神戸ポートタワー/建設の資料(社団法人神戸港振興協会)/研究資料と小冊子「建設アルバム」(1) 神戸ポートタワー/建設の資料(社団法人神戸港振興協会)/研究資料と小冊子「建設アルバム」

神戸ポートタワー/建設の資料(社団法人神戸港振興協会)/扉絵「ポートタワー画像」(2) 神戸ポートタワー/建設の資料(社団法人神戸港振興協会)/扉絵「ポートタワー画像」

神戸ポートタワー/建設の資料(社団法人神戸港振興協会)/第3章「鉄骨」(3) 神戸ポートタワー/建設の資料(社団法人神戸港振興協会)/第3章の2「鉄骨」

神戸にあるポートタワーをいつどの位置からどのように写真撮影すれば、最も魅力的な「画」になるのかについて考える人がいるとすれば、僕もそのひとりだ。

ポートタワーの建つ真下から、見上げるように撮ると、アルファベットの「M」を組み合わせた鋼管構造の鉄骨をまとったポートタワーが織りなす幾何学的な模様に魅せられる。
遠く離れて山側からポートタワーを中心に撮ると、神戸港を背景に美しい「鼓(つづみ)」の形に魅せられる。
海側からポートタワーを撮影すれば、山麓を背景に赤く目立つタワーはアルファベットの「M」を組み合わせた鋼管構造を忘れさせる姿に魅せられる。

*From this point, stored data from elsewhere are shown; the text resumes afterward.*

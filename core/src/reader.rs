//! Random-access byte reading, with a bounded page cache and transparent
//! decompression layered on top.
//!
//! Every higher-level component (the ELF object model, DWARF sections, the
//! process address space) reads bytes through the [`Reader`] trait rather
//! than holding a raw slice or file handle directly, so the same code path
//! serves a memory-mapped executable, a `/proc/<pid>/mem` live process, and a
//! zlib-compressed debug section identically.

use std::fmt;
use std::fs::File;
use std::io::{self, Read, Seek, SeekFrom};
use std::path::{Path, PathBuf};
use std::sync::Mutex;

use crate::error::ReaderError;

/// A source of bytes addressable by absolute offset.
///
/// Implementors need not be contiguous in memory (a process address space
/// backed by several `PT_LOAD` segments is not), but every offset in
/// `[0, len())` must be independently readable without requiring reads to
/// happen in order.
pub trait Reader: fmt::Debug {
    /// Total number of addressable bytes.
    fn len(&self) -> u64;

    /// Returns `true` if this reader has no addressable bytes.
    fn is_empty(&self) -> bool {
        self.len() == 0
    }

    /// Reads up to `buf.len()` bytes starting at `offset`, returning the
    /// number of bytes actually read. Short reads are only permitted at the
    /// end of the addressable range.
    fn read_at(&self, offset: u64, buf: &mut [u8]) -> Result<usize, ReaderError>;

    /// A short, human-readable identifier for error messages and logging,
    /// such as a file path or `"pid 1234"`.
    fn describe(&self) -> String;

    /// Reads exactly `buf.len()` bytes, failing if fewer are available.
    fn read_exact_at(&self, offset: u64, buf: &mut [u8]) -> Result<(), ReaderError> {
        let n = self.read_at(offset, buf)?;
        if n != buf.len() {
            return Err(ReaderError::OutOfBounds {
                offset,
                len: buf.len() as u64,
                available: n as u64,
            });
        }
        Ok(())
    }

    /// Reads a `Pod`-like fixed-size value at `offset` using the given byte
    /// order.
    fn read_u32_at(&self, offset: u64, little_endian: bool) -> Result<u32, ReaderError> {
        let mut buf = [0u8; 4];
        self.read_exact_at(offset, &mut buf)?;
        Ok(if little_endian {
            u32::from_le_bytes(buf)
        } else {
            u32::from_be_bytes(buf)
        })
    }

    /// Reads a NUL-terminated string starting at `offset`, bounded by
    /// `max_len` bytes.
    fn read_cstr_at(&self, offset: u64, max_len: usize) -> Result<String, ReaderError> {
        let mut buf = vec![0u8; max_len];
        let n = self.read_at(offset, &mut buf)?;
        buf.truncate(n);
        let end = buf.iter().position(|&b| b == 0).unwrap_or(buf.len());
        buf.truncate(end);
        Ok(String::from_utf8_lossy(&buf).into_owned())
    }

    /// Reads the entire contents into a `Vec`. Used for small sections where
    /// random access is unnecessary once loaded (e.g. `.debug_abbrev`).
    fn read_all(&self) -> Result<Vec<u8>, ReaderError> {
        let len = self.len();
        let mut buf = vec![0u8; len as usize];
        self.read_exact_at(0, &mut buf)?;
        Ok(buf)
    }
}

/// A reader backed by a plain in-memory byte slice.
///
/// Used for tests and for sections that have already been decompressed or
/// otherwise materialized into owned memory.
#[derive(Clone)]
pub struct SliceReader {
    data: std::sync::Arc<[u8]>,
    label: String,
}

impl SliceReader {
    /// Wraps an owned byte buffer.
    pub fn new(data: Vec<u8>, label: impl Into<String>) -> Self {
        SliceReader {
            data: data.into(),
            label: label.into(),
        }
    }
}

impl fmt::Debug for SliceReader {
    fn fmt(&self, f: &mut fmt::Formatter<'_>) -> fmt::Result {
        f.debug_struct("SliceReader")
            .field("label", &self.label)
            .field("len", &self.data.len())
            .finish()
    }
}

impl Reader for SliceReader {
    fn len(&self) -> u64 {
        self.data.len() as u64
    }

    fn read_at(&self, offset: u64, buf: &mut [u8]) -> Result<usize, ReaderError> {
        let offset = offset as usize;
        if offset > self.data.len() {
            return Ok(0);
        }
        let available = &self.data[offset..];
        let n = available.len().min(buf.len());
        buf[..n].copy_from_slice(&available[..n]);
        Ok(n)
    }

    fn describe(&self) -> String {
        self.label.clone()
    }
}

/// A reader backed by an open file, read via positioned reads.
///
/// This does not memory-map the file; `elfstack-core` favors `pread`-style
/// positioned reads here because core files can be many gigabytes and the
/// caching reader above it already bounds how much ever lands in memory at
/// once. Callers that want to read a modestly sized executable in one shot
/// can wrap its bytes in a [`SliceReader`] instead.
pub struct FileReader {
    file: Mutex<File>,
    len: u64,
    path: PathBuf,
}

impl FileReader {
    /// Opens `path` for positioned reads.
    pub fn open(path: impl AsRef<Path>) -> Result<Self, ReaderError> {
        let path = path.as_ref().to_path_buf();
        let file = File::open(&path).map_err(|e| ReaderError::Io(path.display().to_string(), e))?;
        let len = file
            .metadata()
            .map_err(|e| ReaderError::Io(path.display().to_string(), e))?
            .len();
        Ok(FileReader {
            file: Mutex::new(file),
            len,
            path,
        })
    }
}

impl fmt::Debug for FileReader {
    fn fmt(&self, f: &mut fmt::Formatter<'_>) -> fmt::Result {
        f.debug_struct("FileReader")
            .field("path", &self.path)
            .field("len", &self.len)
            .finish()
    }
}

impl Reader for FileReader {
    fn len(&self) -> u64 {
        self.len
    }

    fn read_at(&self, offset: u64, buf: &mut [u8]) -> Result<usize, ReaderError> {
        if offset >= self.len {
            return Ok(0);
        }
        let mut file = self.file.lock().expect("file reader mutex poisoned");
        file.seek(SeekFrom::Start(offset))
            .map_err(|e| ReaderError::Io(self.path.display().to_string(), e))?;
        let max = (self.len - offset).min(buf.len() as u64) as usize;
        let mut read = 0;
        while read < max {
            match file.read(&mut buf[read..max]) {
                Ok(0) => break,
                Ok(n) => read += n,
                Err(ref e) if e.kind() == io::ErrorKind::Interrupted => continue,
                Err(e) => return Err(ReaderError::Io(self.path.display().to_string(), e)),
            }
        }
        Ok(read)
    }

    fn describe(&self) -> String {
        self.path.display().to_string()
    }
}

const PAGE_SIZE: usize = 4096;
const DEFAULT_CACHE_PAGES: usize = 256;

struct Page {
    offset: u64,
    data: Vec<u8>,
}

/// Wraps a [`Reader`] with a bounded LRU page cache.
///
/// Every read is rounded out to whole `PAGE_SIZE` pages, which turns the
/// byte-at-a-time access patterns of DIE/CFI walking into a bounded number
/// of underlying reads regardless of how many fields get pulled out of the
/// same neighborhood of the file. The cache holds at most
/// `DEFAULT_CACHE_PAGES` pages (1 MiB by default); the oldest page is
/// evicted once that bound is hit.
pub struct CachingReader<R> {
    inner: R,
    cache: Mutex<Vec<Page>>,
    capacity: usize,
}

impl<R: Reader> CachingReader<R> {
    /// Wraps `inner` with the default cache size (1 MiB across 256 pages).
    pub fn new(inner: R) -> Self {
        Self::with_capacity(inner, DEFAULT_CACHE_PAGES)
    }

    /// Wraps `inner` with a cache of at most `capacity` pages.
    pub fn with_capacity(inner: R, capacity: usize) -> Self {
        CachingReader {
            inner,
            cache: Mutex::new(Vec::with_capacity(capacity)),
            capacity: capacity.max(1),
        }
    }

    fn page_at(&self, page_offset: u64) -> Result<Vec<u8>, ReaderError> {
        {
            let cache = self.cache.lock().expect("cache mutex poisoned");
            if let Some(page) = cache.iter().find(|p| p.offset == page_offset) {
                return Ok(page.data.clone());
            }
        }

        let mut buf = vec![0u8; PAGE_SIZE];
        let n = self.inner.read_at(page_offset, &mut buf)?;
        buf.truncate(n);

        let mut cache = self.cache.lock().expect("cache mutex poisoned");
        if cache.len() >= self.capacity {
            cache.remove(0);
        }
        cache.push(Page {
            offset: page_offset,
            data: buf.clone(),
        });
        Ok(buf)
    }
}

impl<R: fmt::Debug> fmt::Debug for CachingReader<R> {
    fn fmt(&self, f: &mut fmt::Formatter<'_>) -> fmt::Result {
        f.debug_struct("CachingReader").field("inner", &self.inner).finish()
    }
}

impl<R: Reader> Reader for CachingReader<R> {
    fn len(&self) -> u64 {
        self.inner.len()
    }

    fn read_at(&self, offset: u64, buf: &mut [u8]) -> Result<usize, ReaderError> {
        let mut total = 0;
        while total < buf.len() {
            let cur = offset + total as u64;
            let page_offset = cur - (cur % PAGE_SIZE as u64);
            let page = self.page_at(page_offset)?;
            let page_rel = (cur - page_offset) as usize;
            if page_rel >= page.len() {
                break;
            }
            let avail = &page[page_rel..];
            let want = (buf.len() - total).min(avail.len());
            buf[total..total + want].copy_from_slice(&avail[..want]);
            total += want;
            if avail.len() < PAGE_SIZE - page_rel {
                // Short page read: end of underlying data.
                break;
            }
        }
        Ok(total)
    }

    fn describe(&self) -> String {
        self.inner.describe()
    }
}

/// Inflates a zlib-compressed (`SHF_COMPRESSED`/`ELFCOMPRESS_ZLIB`, or
/// legacy `ZLIB\0` + big-endian size header) section into owned bytes.
pub fn decompress_zlib(compressed: &[u8], expected_size: u64) -> Result<Vec<u8>, ReaderError> {
    use flate2::read::ZlibDecoder;

    let mut out = Vec::with_capacity(expected_size as usize);
    let mut decoder = ZlibDecoder::new(compressed);
    decoder
        .read_to_end(&mut out)
        .map_err(|e| ReaderError::Decompress(e.to_string()))?;
    Ok(out)
}

/// Inflates an xz-compressed section (as emitted by some `.gnu_debugdata`
/// payloads) into owned bytes. Gated behind the `xz` feature, matching the
/// optional-compression-backend pattern `flate2` itself uses upstream.
#[cfg(feature = "xz")]
pub fn decompress_xz(compressed: &[u8]) -> Result<Vec<u8>, ReaderError> {
    use std::io::Read as _;
    let mut out = Vec::new();
    xz2::read::XzDecoder::new(compressed)
        .read_to_end(&mut out)
        .map_err(|e| ReaderError::Decompress(e.to_string()))?;
    Ok(out)
}

#[cfg(test)]
mod tests {
    use super::*;
    use similar_asserts::assert_eq;

    #[test]
    fn slice_reader_reads_within_bounds() {
        let reader = SliceReader::new(b"hello world".to_vec(), "test");
        let mut buf = [0u8; 5];
        assert_eq!(reader.read_at(6, &mut buf).unwrap(), 5);
        assert_eq!(&buf, b"world");
    }

    #[test]
    fn slice_reader_short_read_at_end() {
        let reader = SliceReader::new(b"hi".to_vec(), "test");
        let mut buf = [0u8; 10];
        assert_eq!(reader.read_at(0, &mut buf).unwrap(), 2);
        assert_eq!(&buf[..2], b"hi");
    }

    #[test]
    fn read_exact_at_fails_on_truncation() {
        let reader = SliceReader::new(b"hi".to_vec(), "test");
        let mut buf = [0u8; 10];
        assert!(reader.read_exact_at(0, &mut buf).is_err());
    }

    #[test]
    fn caching_reader_spans_page_boundary() {
        let mut data = vec![0u8; PAGE_SIZE + 100];
        for (i, b) in data.iter_mut().enumerate() {
            *b = (i % 251) as u8;
        }
        let cached = CachingReader::new(SliceReader::new(data.clone(), "test"));

        let mut buf = vec![0u8; 200];
        cached
            .read_exact_at(PAGE_SIZE as u64 - 100, &mut buf)
            .unwrap();
        assert_eq!(buf, data[PAGE_SIZE - 100..PAGE_SIZE + 100]);
    }

    #[test]
    fn caching_reader_evicts_oldest_page() {
        let data = vec![7u8; PAGE_SIZE * 4];
        let cached = CachingReader::with_capacity(SliceReader::new(data, "test"), 2);
        let mut buf = [0u8; 1];
        cached.read_exact_at(0, &mut buf).unwrap();
        cached.read_exact_at(PAGE_SIZE as u64, &mut buf).unwrap();
        cached
            .read_exact_at(PAGE_SIZE as u64 * 2, &mut buf)
            .unwrap();
        let cache = cached.cache.lock().unwrap();
        assert_eq!(cache.len(), 2);
        assert!(cache.iter().all(|p| p.offset != 0));
    }

    #[test]
    fn cstr_reads_up_to_nul() {
        let reader = SliceReader::new(b"abc\0def".to_vec(), "test");
        assert_eq!(reader.read_cstr_at(0, 7).unwrap(), "abc");
    }
}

そして、陽光を受けて、日時計のように半円の影を描くそのポートタワーは夜になると、控えめな光を放、また時に光に照らされ、ライトアップされる。

「神戸ポートタワー」というこの書物は1964年9月に社団法人神戸港振興協会の編集により「非売品」として発行された。
おそらく、関係者のみに配布されたモノだと思う。
多くの図面と写真が収められている。

「設計管理を担当して」という本章に入る前の序文に以下のような記述がある。

“このタワーはこれができ上がってしまった現在では、ただそれだけのものかも知れませんが、このような象徴的な建造物でありかついままでに例のない構造の建物でもあるだけに…(以下省略)”

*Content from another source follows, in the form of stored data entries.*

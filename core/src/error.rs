//! Error types for every concern in this crate.
//!
//! Each module gets its own `thiserror`-derived enum rather than one
//! crate-wide catch-all, mirroring how `symbolic-debuginfo` gives `elf.rs`
//! and `dwarf.rs` their own `ElfError`/`DwarfError` types.

use std::io;
use std::path::PathBuf;

use thiserror::Error;

/// Failures reading or decompressing raw bytes.
#[derive(Debug, Error)]
pub enum ReaderError {
    /// The underlying I/O operation failed.
    #[error("i/o error reading {0}")]
    Io(String, #[source] io::Error),
    /// A read ran past the end of the available bytes.
    #[error("read of {len} bytes at offset {offset:#x} exceeds {available} available")]
    OutOfBounds {
        /// Offset the read started at.
        offset: u64,
        /// Number of bytes requested.
        len: u64,
        /// Number of bytes actually available.
        available: u64,
    },
    /// A compressed section's header or payload could not be inflated.
    #[error("failed to decompress section: {0}")]
    Decompress(String),
}

/// Failures parsing or navigating an ELF object.
#[derive(Debug, Error)]
pub enum ElfError {
    /// The buffer does not start with the ELF magic.
    #[error("not an ELF object")]
    NotElf,
    /// A section, program header, or symbol table was truncated or
    /// otherwise malformed.
    #[error("truncated or malformed section: {0}")]
    TruncatedSection(String),
    /// `goblin` rejected the structure outright.
    #[error("malformed ELF structure: {0}")]
    Malformed(String),
    /// An I/O error while reading the backing file.
    #[error(transparent)]
    Reader(#[from] ReaderError),
}

/// Failures parsing DWARF call-frame or debugging information.
#[derive(Debug, Error)]
pub enum DwarfError {
    /// `gimli` reported that a CFI, abbrev, or info section was malformed.
    #[error("malformed DWARF data: {0}")]
    BadDwarf(#[source] gimli::Error),
    /// No FDE covers the requested program counter.
    #[error("no frame description entry covers pc {0:#x}")]
    NoFde(u64),
    /// The unit or DIE offset referenced does not exist.
    #[error("invalid debug_info reference at offset {0:#x}")]
    InvalidReference(usize),
}

impl From<gimli::Error> for DwarfError {
    fn from(err: gimli::Error) -> Self {
        DwarfError::BadDwarf(err)
    }
}

/// Failures attaching to, reading, or detaching from a process or core.
#[derive(Debug, Error)]
pub enum ProcessError {
    /// The address is not covered by any loaded mapping.
    #[error("address {0:#x} is not mapped")]
    Unmapped(u64),
    /// Another handle already holds the live process attached.
    #[error("process {0} is already attached by another handle")]
    Busy(i32),
    /// An operation was attempted on a detached or exited process.
    #[error("process {0} has detached or exited")]
    Detached(i32),
    /// `ptrace`/`waitpid` or a `/proc` read failed.
    #[error("i/o error operating on process {pid}: {source}")]
    Io {
        /// The process id the operation targeted.
        pid: i32,
        /// The underlying error.
        #[source]
        source: io::Error,
    },
    /// The core file or `ELFCORE` note set could not be parsed.
    #[error("malformed core file {path:?}: {reason}")]
    BadCore {
        /// Path to the offending core file.
        path: PathBuf,
        /// Human-readable description of what was wrong.
        reason: String,
    },
    /// An ELF object backing the process could not be opened.
    #[error(transparent)]
    Elf(#[from] ElfError),
}

/// Failures unwinding a single thread's call stack.
#[derive(Debug, Error)]
pub enum UnwindError {
    /// No FDE/CFI program covers the current program counter; unwinding for
    /// this thread stops here but is not a fatal error for the caller.
    #[error("unwind information unavailable for pc {0:#x}")]
    NoUnwindInfo(u64),
    /// Reading a register or stack slot required by the CFI program failed.
    #[error(transparent)]
    Process(#[from] ProcessError),
    /// The CFI program itself was malformed.
    #[error(transparent)]
    Dwarf(#[from] DwarfError),
}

「ポートタワー建設の構造について」という序文では次のように述べられている。

“いざ建設に当って、大きな問題となったのは、高さとデザインである。(中略)
しかし、中突堤のような狭隘な敷地では、基礎幅の関係上、構造的にみて100mの高さを限度とせざるを得なくなった。
全体のデザインに対しても、専門技術者より各種の優秀なアイディアが出されたが、結局純粋のデザイン上からよりもむしろ、構造的に非常にすぐれた鋼管構造を採用したことにより、必然的に現在の優美な2次曲線断面を持つ、つづみ型のデザインが決定されたのである”

さて、この「神戸ポートタワー」と題する資料は「地質調査」「風圧力」「振動性状」「構造」「基礎」「鉄骨」「仕上げ」等の論文・報告等をまとめた書物で、共同執筆ながら、「鉄骨」の章に僕の父の名前がある。
父がその章のどの部を担当したのかは不明だが(過去に訊いた覚えがあるような気がするが、失念…)、ページの右下に自然にできたとは思えない三角に折り曲げられた箇所がある。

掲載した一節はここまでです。